RE: PDP 11/24 - A Step Backwards
> -Original Message- > From: cctalk On Behalf Of Rob Jarratt via > cctalk > Sent: 02 April 2022 11:58 > To: 'Noel Chiappa' ; 'General Discussion: On-Topic > and Off-Topic Posts' > Subject: RE: PDP 11/24 - A Step Backwards > > > > > Disconnect the bad ACLO, power it on, and see if the CLK LED comes on. > > if not, then we'll have to work out why not. > > This is my plan for later today. OK, so I disconnected ACLO only. It was quite a struggle to separate those nylon connectors, is there a trick to it? In doing so I spotted two backplane wire wrap pins touching and a couple of others that were quite close too, so I separated them and inspected all the backplane pins. I didn't see any other ones touching. When I powered on, the CPU LEDs did not light up. Some random characters appeared on the console, but probably just a bit of noise maybe? However, I did notice that the CLK LED flickered on briefly when I powered it off.

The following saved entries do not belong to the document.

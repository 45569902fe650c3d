//! Format trait definition
//!
//! This module defines the Format trait that every input or output format implements.
//! The trait provides a uniform interface for parsing and serializing documents, so the
//! CLI and other callers can pick a format by name.

use crate::error::FormatError;
use crate::model::Document;
use std::collections::HashMap;

/// Trait for document formats
///
/// Implementors convert between a string representation and a [`Document`].
/// Formats can support parsing, serialization, or both.
///
/// # Examples
///
/// ```ignore
/// use drafty::{Document, Format, FormatError};
///
/// struct Shout;
///
/// impl Format for Shout {
///     fn name(&self) -> &str {
///         "shout"
///     }
///
///     fn supports_serialization(&self) -> bool {
///         true
///     }
///
///     fn serialize(&self, doc: &Document) -> Result<String, FormatError> {
///         Ok(doc.text().to_uppercase())
///     }
/// }
///
/// let doc = Document::from_plain_text("hi");
/// assert_eq!(Shout.serialize(&doc).unwrap(), "HI");
/// ```
pub trait Format: Send + Sync {
    /// The name of this format (e.g., "markup", "markdown", "json")
    fn name(&self) -> &str;

    /// Optional description of this format
    fn description(&self) -> &str {
        ""
    }

    /// File extensions associated with this format (e.g., ["txt"], ["md", "markdown"])
    ///
    /// Returns a slice of file extensions without the leading dot.
    /// Used for automatic format detection from filenames.
    fn file_extensions(&self) -> &[&str] {
        &[]
    }

    /// Whether this format supports parsing (source → Document)
    fn supports_parsing(&self) -> bool {
        false
    }

    /// Whether this format supports serialization (Document → source)
    fn supports_serialization(&self) -> bool {
        false
    }

    /// Parse source text into a Document
    ///
    /// Default implementation returns NotSupported error.
    fn parse(&self, _source: &str) -> Result<Document, FormatError> {
        Err(FormatError::NotSupported(format!(
            "Format '{}' does not support parsing",
            self.name()
        )))
    }

    /// Serialize a Document into text
    ///
    /// Default implementation returns NotSupported error.
    fn serialize(&self, _doc: &Document) -> Result<String, FormatError> {
        Err(FormatError::NotSupported(format!(
            "Format '{}' does not support serialization",
            self.name()
        )))
    }

    /// Serialize a Document, optionally using extra parameters.
    ///
    /// Formats without options can rely on the default implementation, which
    /// delegates to [`Format::serialize`] and rejects any parameter.
    fn serialize_with_options(
        &self,
        doc: &Document,
        options: &HashMap<String, String>,
    ) -> Result<String, FormatError> {
        if options.is_empty() {
            self.serialize(doc)
        } else {
            Err(FormatError::NotSupported(format!(
                "Format '{}' does not support extra parameters",
                self.name()
            )))
        }
    }
}

/// Read a boolean option (`true`, `1`, `yes`, `y` and their negatives).
///
/// A missing option is `false`.
pub(crate) fn bool_option(
    options: &HashMap<String, String>,
    key: &str,
) -> Result<bool, FormatError> {
    match options.get(key).map(|raw| raw.to_lowercase()) {
        None => Ok(false),
        Some(raw) => match raw.as_str() {
            "true" | "1" | "yes" | "y" => Ok(true),
            "false" | "0" | "no" | "n" => Ok(false),
            other => Err(FormatError::SerializationError(format!(
                "Invalid boolean value '{other}' for option '{key}'"
            ))),
        },
    }
}

/// Reject options a format does not know.
pub(crate) fn check_options(
    format: &str,
    options: &HashMap<String, String>,
    known: &[&str],
) -> Result<(), FormatError> {
    match options.keys().find(|key| !known.contains(&key.as_str())) {
        Some(key) => Err(FormatError::NotSupported(format!(
            "Format '{format}' does not support option '{key}'"
        ))),
        None => Ok(()),
    }
}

I put a scope probe on TP1 (p152 of the PDF), there was no activity, the pin remained high. The problem now is that I expect I will need to probe various pins to find out what is going on. But I don't have a Unibus extender and I am reluctant to remove the backplane. From what I can tell in the Technical Manual you can't install the CPU in other slots to make room for attaching probes either. I am forced to tack solder probe wires to the chips, which works but is time consuming. Any other ways? Using tack soldered wires, I have traced back and I *think* I have found something. There could be a fault in E52 (sheet K6, p157 of the PDF). While K6 BUS DCLO L is +5V, I am measuring K6 BUF DCLO H at an average 1.64V with 50us spikes at 2.08V. According to a NatSemi datasheet for the DS8641 (http://pdf.datasheetcatalog.com/datasheet/nationalsemiconductor/DS005806.PD F) the logical 0 output should be 0.4V max and the logical 1 output should be 2.4V min. I also measured K6 BUF DCLO L to be always low, suggesting it thinks the K6 BUF DCLO H is a logical 1. This seems to suggest that E52 may be faulty. Trace here: https://rjarratt.files.wordpress.com/2022/04/e52-dclo-signal.jpg. Regards Rob > > > > > Noel
Re: Glass memory?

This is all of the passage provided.